The Lighthouse Chapel International (LCI) Ghana has mounted a defense against six former pastors who have, among other things, sued the church over Social Security and National Insurance Trust (SSNIT) contributions.
LCI contends that it operates an extensive lay system, a system that allows individuals to serve as volunteers while maintaining their secular engagements as workers or students.
It said there were thousands of LCI pastors who had been volunteers for many years.
Again, the church argued that LCI-Ghana was a legally, financially, administratively and governmentally independent organisation from other LCI churches outside the country’s jurisdiction, adding that the Church in Ghana only shared a spiritual relationship with the others worldwide.
The church added that pastors who left LCI Ghana to serve in other jurisdictions were not in the employment of LCI-Ghana.

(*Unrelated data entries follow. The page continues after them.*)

//! End-to-end runs over fragments written by the splitter

use constellation::ViewParams;
use feature_engine::{Band, FeatureError, SpectralConfig};
use fragment_store::{Archive, ArchiveEntry, ArchiveKeys, EpochShape, FragmentLayout, LoadError, Splitter};
use ndarray::{Array, ArrayD, IxDyn};
use pipeline::{CacheStats, LoaderConfig, Pipeline, PipelineConfig, PipelineError};
use rand::rngs::StdRng;
use rand::SeedableRng;
use std::collections::BTreeMap;
use std::f64::consts::PI;
use std::path::Path;
use std::sync::Arc;

const SAMPLES: usize = 256;
const CHANNELS: usize = 2;

/// Two subjects, labels [1, 0], every channel a 2 Hz sinusoid
fn write_fragments(dir: &Path) {
    let features = Array::from_shape_fn(IxDyn(&[2, SAMPLES, CHANNELS]), |ix| {
        let amplitude = 1.0 + ix[0] as f64 + 0.5 * ix[2] as f64;
        amplitude * (2.0 * PI * 2.0 * ix[1] as f64 / SAMPLES as f64).sin()
    });
    let labels = ArrayD::from_shape_vec(IxDyn(&[2]), vec![1i64, 0]).unwrap();

    let mut entries = BTreeMap::new();
    entries.insert("input".to_string(), ArchiveEntry::Float(features));
    entries.insert("label".to_string(), ArchiveEntry::Int(labels));

    let summary = Splitter::new(FragmentLayout::default(), ArchiveKeys::default())
        .split(&Archive::Keyed(entries), dir, 2)
        .unwrap();
    assert!(summary.labels_written);
}

fn settings(dir: &Path) -> PipelineConfig {
    PipelineConfig {
        loader: LoaderConfig {
            data_dir: dir.to_path_buf(),
            chunk_count: Some(2),
            layout: FragmentLayout::default(),
            shape: EpochShape {
                samples: SAMPLES,
                channels: CHANNELS,
            },
        },
        ..Default::default()
    }
}

#[test]
fn test_two_hertz_scenario() {
    let dir = tempfile::tempdir().unwrap();
    write_fragments(dir.path());
    let mut pipeline = Pipeline::new(settings(dir.path()));

    assert_eq!(pipeline.features().unwrap().len(), 2 * CHANNELS * Band::ALL.len());

    let tables = pipeline.group_tables().unwrap();
    for group in ["Alcoholic", "Non-Alcoholic"] {
        let rows = tables.group(group);
        assert_eq!(rows.len(), 10, "group {group}");

        for channel in 0..CHANNELS {
            let power = |band: Band| {
                rows.iter()
                    .find(|r| r.channel == channel && r.band == band)
                    .map(|r| r.mean_power)
                    .unwrap()
            };
            let delta = power(Band::Delta);
            for band in [Band::Theta, Band::Alpha, Band::Beta, Band::Gamma] {
                assert!(delta > power(band), "{group} channel {channel}: {band} >= Delta");
            }
        }
    }
}

#[test]
fn test_repeated_calls_hit_cache() {
    let dir = tempfile::tempdir().unwrap();
    write_fragments(dir.path());
    let mut pipeline = Pipeline::new(settings(dir.path()));

    let first = pipeline.group_tables().unwrap();
    assert_eq!(pipeline.cache().stats(), CacheStats { hits: 0, misses: 3 });

    // fragments are no longer needed once cached
    std::fs::remove_dir_all(dir.path()).unwrap();

    let second = pipeline.group_tables().unwrap();
    assert!(Arc::ptr_eq(&first, &second));
    assert_eq!(pipeline.cache().stats().hits, 1);

    let mut rng = StdRng::seed_from_u64(1);
    let scene = pipeline.render(&ViewParams::default(), &mut rng).unwrap();
    assert_eq!(scene.point_count(), 20);
    assert_eq!(pipeline.cache().stats().hits, 2);

    pipeline.clear_cache();
    assert!(pipeline.cache().is_empty());
    assert!(matches!(
        pipeline.group_tables(),
        Err(PipelineError::Load(LoadError::MissingFragment { .. }))
    ));
}

#[test]
fn test_distinct_spectral_settings_get_own_entries() {
    let dir = tempfile::tempdir().unwrap();
    write_fragments(dir.path());
    let mut pipeline = Pipeline::new(settings(dir.path()));

    let full = pipeline.group_tables().unwrap();

    let mut halved = settings(dir.path());
    halved.spectral = SpectralConfig {
        segment_len: 128,
        ..Default::default()
    };
    pipeline.set_settings(halved);
    let short = pipeline.group_tables().unwrap();

    assert!(!Arc::ptr_eq(&full, &short));
    // recording + two feature tables + two aggregate tables
    assert_eq!(pipeline.cache().len(), 5);
}

#[test]
fn test_seeded_render_is_reproducible() {
    let dir = tempfile::tempdir().unwrap();
    write_fragments(dir.path());
    let mut view = ViewParams::default();
    view.mapper.y_jitter = 2.0;
    view.mapper.z_jitter = 4.0;

    let mut pipeline = Pipeline::new(settings(dir.path()));
    let a = pipeline.render(&view, &mut StdRng::seed_from_u64(42)).unwrap();
    let b = pipeline.render(&view, &mut StdRng::seed_from_u64(42)).unwrap();
    assert_eq!(a, b);

    let json = serde_json::to_string(&a).unwrap();
    assert!(json.contains("\"Alcoholic\""));
}

#[test]
fn test_missing_fragments_abort() {
    let dir = tempfile::tempdir().unwrap();
    let mut pipeline = Pipeline::new(settings(dir.path()));

    let err = pipeline.render(&ViewParams::default(), &mut StdRng::seed_from_u64(0)).unwrap_err();
    assert!(matches!(err, PipelineError::Load(LoadError::MissingFragment { .. })));
    assert!(pipeline.cache().is_empty());
}

#[test]
fn test_discovered_chunk_count() {
    let dir = tempfile::tempdir().unwrap();
    write_fragments(dir.path());
    let mut config = settings(dir.path());
    config.loader.chunk_count = None;

    let mut pipeline = Pipeline::new(config);
    assert_eq!(pipeline.recording().unwrap().subjects(), 2);
}

#[test]
fn test_segment_longer_than_epoch_fails() {
    let dir = tempfile::tempdir().unwrap();
    write_fragments(dir.path());
    let mut config = settings(dir.path());
    config.spectral.segment_len = 512;

    let mut pipeline = Pipeline::new(config);
    assert!(matches!(
        pipeline.group_tables(),
        Err(PipelineError::Feature(FeatureError::InsufficientSamples { .. }))
    ));
}
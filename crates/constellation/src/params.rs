//! View parameters supplied by the presentation layer

use crate::MapperError;
use feature_engine::{AggregatedRow, Band};
use serde::{Deserialize, Serialize};
use std::ops::RangeInclusive;

/// Filtering and scaling for one mapping pass
#[derive(Debug, Clone, PartialEq, Serialize, Deserialize)]
#[serde(default)]
pub struct MapperParams {
    /// Bands to show
    pub bands: Vec<Band>,
    /// 1-based inclusive channel range
    pub channel_range: (usize, usize),
    /// Size of the strongest point in view
    pub point_base_size: f64,
    /// Full width of the vertical jitter
    pub y_jitter: f64,
    /// Full width of the depth jitter before log-power scaling
    pub z_jitter: f64,
}

impl Default for MapperParams {
    fn default() -> Self {
        Self {
            bands: Band::ALL.to_vec(),
            channel_range: (1, 64),
            point_base_size: 15.0,
            y_jitter: 0.0,
            z_jitter: 0.0,
        }
    }
}

impl MapperParams {
    /// Reject values the mapper cannot honour
    pub fn validate(&self) -> Result<(), MapperError> {
        let (start, end) = self.channel_range;
        if start == 0 {
            return Err(MapperError::InvalidParameter(
                "channel range is 1-based; start must be at least 1".to_string(),
            ));
        }
        if start > end {
            return Err(MapperError::InvalidParameter(format!(
                "channel range start {start} exceeds end {end}"
            )));
        }
        for (name, value) in [
            ("point_base_size", self.point_base_size),
            ("y_jitter", self.y_jitter),
            ("z_jitter", self.z_jitter),
        ] {
            if !value.is_finite() || value < 0.0 {
                return Err(MapperError::InvalidParameter(format!(
                    "{name} must be a non-negative number, got {value}"
                )));
            }
        }
        Ok(())
    }

    /// 0-based inclusive channel indices selected by `channel_range`
    pub fn channel_window(&self) -> RangeInclusive<usize> {
        let (start, end) = self.channel_range;
        start.saturating_sub(1)..=end.saturating_sub(1)
    }

    /// Whether `row` passes the band and channel filters
    pub fn accepts(&self, row: &AggregatedRow) -> bool {
        self.bands.contains(&row.band) && self.channel_window().contains(&row.channel)
    }
}

/// Per-group presentation settings, passed through untouched
#[derive(Debug, Clone, PartialEq, Eq, Serialize, Deserialize)]
#[serde(default)]
pub struct GroupStyle {
    /// Whether the group is drawn at all
    pub visible: bool,
    /// Opaque colour-scale identifier for the renderer
    pub color_scale: String,
}

impl Default for GroupStyle {
    fn default() -> Self {
        Self {
            visible: true,
            color_scale: "Viridis".to_string(),
        }
    }
}

/// Everything the presentation layer controls
#[derive(Debug, Clone, PartialEq, Serialize, Deserialize)]
#[serde(default)]
pub struct ViewParams {
    /// Filtering and scaling shared by both groups
    pub mapper: MapperParams,
    /// Style of the group labelled positive (e.g. Alcoholic)
    pub positive: GroupStyle,
    /// Style of the other group
    pub negative: GroupStyle,
}

impl Default for ViewParams {
    fn default() -> Self {
        Self {
            mapper: MapperParams::default(),
            positive: GroupStyle {
                visible: true,
                color_scale: "Reds".to_string(),
            },
            negative: GroupStyle {
                visible: true,
                color_scale: "Blues".to_string(),
            },
        }
    }
}
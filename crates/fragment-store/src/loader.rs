//! Chunked Recording Loader

use crate::error::LoadError;
use crate::fragment::{read_fragment, FragmentKind, FragmentLayout};
use crate::splitter::ArchiveEntry;
use ndarray::{concatenate, s, Array3, ArrayD, ArrayView1, Axis};
use serde::{Deserialize, Serialize};
use std::path::Path;
use tracing::{debug, info};

/// Fixed per-subject epoch dimensions
#[derive(Debug, Clone, Copy, PartialEq, Eq, Hash, Serialize, Deserialize)]
#[serde(default)]
pub struct EpochShape {
    /// Samples per epoch (time axis)
    pub samples: usize,
    /// Electrode channels
    pub channels: usize,
}

impl Default for EpochShape {
    fn default() -> Self {
        Self {
            samples: 256,
            channels: 64,
        }
    }
}

impl EpochShape {
    /// Elements per subject (samples x channels)
    pub fn elements(&self) -> usize {
        self.samples * self.channels
    }
}

/// Multi-subject EEG recording with one label per subject
#[derive(Debug, Clone, PartialEq)]
pub struct Recording {
    /// Tensor indexed `[subject, sample, channel]`
    pub data: Array3<f64>,
    /// Raw label value per subject
    pub labels: Vec<i64>,
}

impl Recording {
    /// Build a recording, checking that every subject has a label
    pub fn new(data: Array3<f64>, labels: Vec<i64>) -> Result<Self, LoadError> {
        let subjects = data.len_of(Axis(0));
        if labels.len() != subjects {
            return Err(LoadError::LabelCountMismatch {
                labels: labels.len(),
                subjects,
            });
        }
        Ok(Self { data, labels })
    }

    /// Number of subjects
    pub fn subjects(&self) -> usize {
        self.data.len_of(Axis(0))
    }

    /// Epoch dimensions shared by all subjects
    pub fn shape(&self) -> EpochShape {
        let (_, samples, channels) = self.data.dim();
        EpochShape { samples, channels }
    }

    /// Time series of one channel of one subject
    pub fn channel(&self, subject: usize, channel: usize) -> ArrayView1<'_, f64> {
        self.data.slice(s![subject, .., channel])
    }
}

/// Reassembles a [`Recording`] from numbered fragment files
#[derive(Debug, Clone, Default)]
pub struct ChunkedLoader {
    layout: FragmentLayout,
    shape: EpochShape,
}

impl ChunkedLoader {
    /// Create a loader for the given naming convention and epoch shape
    pub fn new(layout: FragmentLayout, shape: EpochShape) -> Self {
        Self { layout, shape }
    }

    /// Naming convention in use
    pub fn layout(&self) -> &FragmentLayout {
        &self.layout
    }

    /// Load `chunk_count` feature and label fragments from `dir`.
    ///
    /// Fragments are concatenated along the subject axis in ascending index
    /// order, then the features are reshaped to `(subjects, samples, channels)`.
    pub fn load(&self, dir: &Path, chunk_count: usize) -> Result<Recording, LoadError> {
        if chunk_count == 0 {
            return Err(LoadError::NoFragments);
        }
        let per_subject = self.shape.elements();
        if per_subject == 0 {
            return Err(LoadError::EmptyEpochShape {
                samples: self.shape.samples,
                channels: self.shape.channels,
            });
        }

        let features = self
            .read_all(dir, FragmentKind::Features, chunk_count)?
            .into_iter()
            .map(|(_, entry)| entry.into_float())
            .collect::<Vec<_>>();
        let labels = self
            .read_all(dir, FragmentKind::Labels, chunk_count)?
            .into_iter()
            .map(|(i, entry)| {
                entry.into_int().map_err(|bad| LoadError::Malformed {
                    path: self.layout.path(dir, FragmentKind::Labels, i),
                    reason: format!("non-integer label {bad}"),
                })
            })
            .collect::<Result<Vec<_>, _>>()?;

        let features = concat_subjects(&features)?;
        let labels = concat_subjects(&labels)?;

        let elements = features.len();
        if elements % per_subject != 0 {
            return Err(LoadError::IncompleteSubject {
                elements,
                per_subject,
            });
        }
        let subjects = elements / per_subject;

        let data = Array3::from_shape_vec(
            (subjects, self.shape.samples, self.shape.channels),
            features.iter().copied().collect(),
        )
        .map_err(|e| LoadError::ShapeMismatch(e.to_string()))?;

        let recording = Recording::new(data, labels.iter().copied().collect())?;

        info!(
            "Loaded {} subjects ({} samples x {} channels) from {} fragment pairs in {}",
            subjects,
            self.shape.samples,
            self.shape.channels,
            chunk_count,
            dir.display()
        );

        Ok(recording)
    }

    /// Load every contiguous fragment pair found in `dir`
    pub fn load_discovered(&self, dir: &Path) -> Result<Recording, LoadError> {
        self.load(dir, self.layout.discover(dir))
    }

    fn read_all(&self, dir: &Path, kind: FragmentKind, chunk_count: usize) -> Result<Vec<(usize, ArchiveEntry)>, LoadError> {
        let format = self.layout.format();
        (0..chunk_count)
            .map(|i| {
                let path = self.layout.path(dir, kind, i);
                let entry = read_fragment(&path, format, kind)?;
                debug!("Read {:?} fragment {} ({:?}, {} axes)", kind, i, format, entry.ndim());
                Ok((i, entry))
            })
            .collect()
    }
}

fn concat_subjects<T: Clone>(parts: &[ArrayD<T>]) -> Result<ArrayD<T>, LoadError> {
    let views: Vec<_> = parts.iter().map(|p| p.view()).collect();
    concatenate(Axis(0), &views).map_err(|e| LoadError::ShapeMismatch(e.to_string()))
}

#[cfg(test)]
mod tests {
    use super::*;
    use crate::fragment::write_fragment;
    use ndarray::{Array, IxDyn};

    fn write_pair(dir: &Path, index: usize, features: ArrayD<f64>, labels: ArrayD<i64>) {
        let layout = FragmentLayout::default();
        write_fragment(&layout.path(dir, FragmentKind::Features, index), layout.format(), &features).unwrap();
        write_fragment(&layout.path(dir, FragmentKind::Labels, index), layout.format(), &labels).unwrap();
    }

    fn small_loader() -> ChunkedLoader {
        ChunkedLoader::new(
            FragmentLayout::default(),
            EpochShape {
                samples: 4,
                channels: 2,
            },
        )
    }

    #[test]
    fn test_load_preserves_subject_order() {
        let dir = tempfile::tempdir().unwrap();
        let first = Array::from_shape_fn(IxDyn(&[2, 4, 2]), |ix| (ix[0] * 100 + ix[1] * 10 + ix[2]) as f64);
        let second = Array::from_shape_fn(IxDyn(&[1, 4, 2]), |ix| (1000 + ix[1] * 10 + ix[2]) as f64);
        write_pair(dir.path(), 0, first, ArrayD::from_shape_vec(IxDyn(&[2]), vec![1, 0]).unwrap());
        write_pair(dir.path(), 1, second, ArrayD::from_shape_vec(IxDyn(&[1]), vec![1]).unwrap());

        let recording = small_loader().load(dir.path(), 2).unwrap();

        assert_eq!(recording.subjects(), 3);
        assert_eq!(recording.labels, vec![1, 0, 1]);
        assert_eq!(recording.data[[1, 3, 1]], 131.0);
        assert_eq!(recording.data[[2, 0, 1]], 1001.0);
        assert_eq!(recording.shape(), EpochShape { samples: 4, channels: 2 });
    }

    #[test]
    fn test_flat_fragments_are_reshaped() {
        let dir = tempfile::tempdir().unwrap();
        let flat = Array::from_shape_fn(IxDyn(&[2, 8]), |ix| (ix[0] * 8 + ix[1]) as f64);
        write_pair(dir.path(), 0, flat, ArrayD::from_shape_vec(IxDyn(&[2]), vec![0, 0]).unwrap());

        let recording = small_loader().load(dir.path(), 1).unwrap();

        assert_eq!(recording.data.dim(), (2, 4, 2));
        assert_eq!(recording.data[[1, 0, 0]], 8.0);
        assert_eq!(recording.data[[0, 3, 1]], 7.0);
    }

    #[test]
    fn test_load_is_idempotent() {
        let dir = tempfile::tempdir().unwrap();
        let features = Array::from_shape_fn(IxDyn(&[3, 4, 2]), |ix| ix[1] as f64 * 0.5);
        write_pair(dir.path(), 0, features, ArrayD::from_shape_vec(IxDyn(&[3]), vec![0, 1, 0]).unwrap());

        let loader = small_loader();
        assert_eq!(loader.load(dir.path(), 1).unwrap(), loader.load(dir.path(), 1).unwrap());
    }

    #[test]
    fn test_missing_label_fragment_fails() {
        let dir = tempfile::tempdir().unwrap();
        let layout = FragmentLayout::default();
        let features = ArrayD::<f64>::zeros(IxDyn(&[1, 4, 2]));
        write_fragment(&layout.path(dir.path(), FragmentKind::Features, 0), layout.format(), &features).unwrap();

        let err = small_loader().load(dir.path(), 1).unwrap_err();
        assert!(matches!(err, LoadError::MissingFragment { .. }));
    }

    #[test]
    fn test_incomplete_subject_fails() {
        let dir = tempfile::tempdir().unwrap();
        let features = ArrayD::<f64>::zeros(IxDyn(&[1, 7]));
        write_pair(dir.path(), 0, features, ArrayD::from_shape_vec(IxDyn(&[1]), vec![1]).unwrap());

        let err = small_loader().load(dir.path(), 1).unwrap_err();
        assert!(matches!(
            err,
            LoadError::IncompleteSubject {
                elements: 7,
                per_subject: 8
            }
        ));
    }

    #[test]
    fn test_mismatched_trailing_shape_fails() {
        let dir = tempfile::tempdir().unwrap();
        write_pair(
            dir.path(),
            0,
            ArrayD::<f64>::zeros(IxDyn(&[1, 4, 2])),
            ArrayD::from_shape_vec(IxDyn(&[1]), vec![1]).unwrap(),
        );
        write_pair(
            dir.path(),
            1,
            ArrayD::<f64>::zeros(IxDyn(&[1, 8])),
            ArrayD::from_shape_vec(IxDyn(&[1]), vec![0]).unwrap(),
        );

        let err = small_loader().load(dir.path(), 2).unwrap_err();
        assert!(matches!(err, LoadError::ShapeMismatch(_)));
    }

    #[test]
    fn test_label_count_mismatch_fails() {
        let dir = tempfile::tempdir().unwrap();
        write_pair(
            dir.path(),
            0,
            ArrayD::<f64>::zeros(IxDyn(&[2, 4, 2])),
            ArrayD::from_shape_vec(IxDyn(&[1]), vec![1]).unwrap(),
        );

        let err = small_loader().load(dir.path(), 1).unwrap_err();
        assert!(matches!(
            err,
            LoadError::LabelCountMismatch {
                labels: 1,
                subjects: 2
            }
        ));
    }

    #[test]
    fn test_float_label_fragments() {
        let dir = tempfile::tempdir().unwrap();
        let layout = FragmentLayout::default();
        write_fragment(
            &layout.path(dir.path(), FragmentKind::Features, 0),
            layout.format(),
            &ArrayD::<f64>::zeros(IxDyn(&[2, 4, 2])),
        )
        .unwrap();
        let labels_path = layout.path(dir.path(), FragmentKind::Labels, 0);

        write_fragment(&labels_path, layout.format(), &ArrayD::from_shape_vec(IxDyn(&[2]), vec![1.0, 0.0]).unwrap()).unwrap();
        assert_eq!(small_loader().load(dir.path(), 1).unwrap().labels, vec![1, 0]);

        write_fragment(&labels_path, layout.format(), &ArrayD::from_shape_vec(IxDyn(&[2]), vec![1.0, 0.5]).unwrap()).unwrap();
        assert!(matches!(
            small_loader().load(dir.path(), 1),
            Err(LoadError::Malformed { .. })
        ));
    }

    #[test]
    fn test_zero_chunks_rejected() {
        let dir = tempfile::tempdir().unwrap();
        assert!(matches!(
            small_loader().load(dir.path(), 0),
            Err(LoadError::NoFragments)
        ));
    }
}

The six pastors, Bishop Larry Odonkor, Bishop Oko Mensah, Rev. Edward Laryea, Pastor Seth Duncan, Pastor Edem Amankwah and Pastor Faith Makafui Fiakojo, filed their suits at the Labour Division of the Accra High Court on April 19, this year, seeking an order to compel the church to pay their “unpaid SSNIT contributions”.
They are also seeking an order to compute and pay balance of salary due them.
Also, a compensation to cover some investments they made in schools, churches of the LCI and for rental of cars while in the service of LCI as well as monies they spent on accommodation.
They are seeking damages for breach of contract and the pain, unfair termination of contract and suffering caused as a result of what they described as bad treatment from the church during the period of their employment and loss of income by their spouses during transfers.
Bishop Larry Odonkor
Bishop Larry Odonkor claimed that he had been employed by the church from 2001 to 2020. However, the church in its defence said between 2001 and June 2005 he was a volunteer pastor.
The church said Bishop Odonkor worked for LCI-Ghana for five years (July 2005 to June 2010) and January to April 2020 (four months ), adding that SSNIT contributions for this period had been duly paid.
LCI said he was employed by LCI South Africa from September 2010 to 2018 and again employed by LCI Madagascar from 2018 to December 2019, and earned all his salaries and allowances directly from South Africa and Madagascar and not from Ghana .
The church further said he was not in the employment of LCI-Ghana during this period and hence, LCI -Ghana owed him no SSNIT contributions.
Bishop Emmanuel Oko Mensah
Responding to Bishop Oko Mensah’s suit, the church said it had paid all SSNIT contributions owed him for his 16 years as an employee of the church contrary to his claim that the church owed him over 14 years of unpaid SSNIT contributions.
Again, the church further said it provided free accommodation for Bishop Oko Mensah throughout the 16 years of employment contrary to his claim that he was deprived of accommodation and a car.
LCI further indicated that it assigned a Hyundai Elantra to Bishop Oko Mensah to be used in his official duties but he refused to return the vehicle when he resigned, and that the vehicle was the subject matter of a counter-claim and criminal action being pursued by LCI.
Rev. Edward Laryea
The LCI said, Rev. Laryea was a volunteer from 2005 to 2008 and became an employee from August, 2008 to March, 2017 during which period LCI paid all his SSNIT contributions without any default.
For Pastors Faith Makafui Fiakojo, Seth Duncan and Edem Amankwah, the LCI noted that the plaintiffs were volunteer pastors and hence it owed them no salaries anSSNIT contributions.
Allegations by Pastor Fiakojo, Ps Duncan and Rev Edward that they used their own monies to build LCI churches was vehemently denied by the LCI which contended that it built those churches without their direct or indirect financial involvement.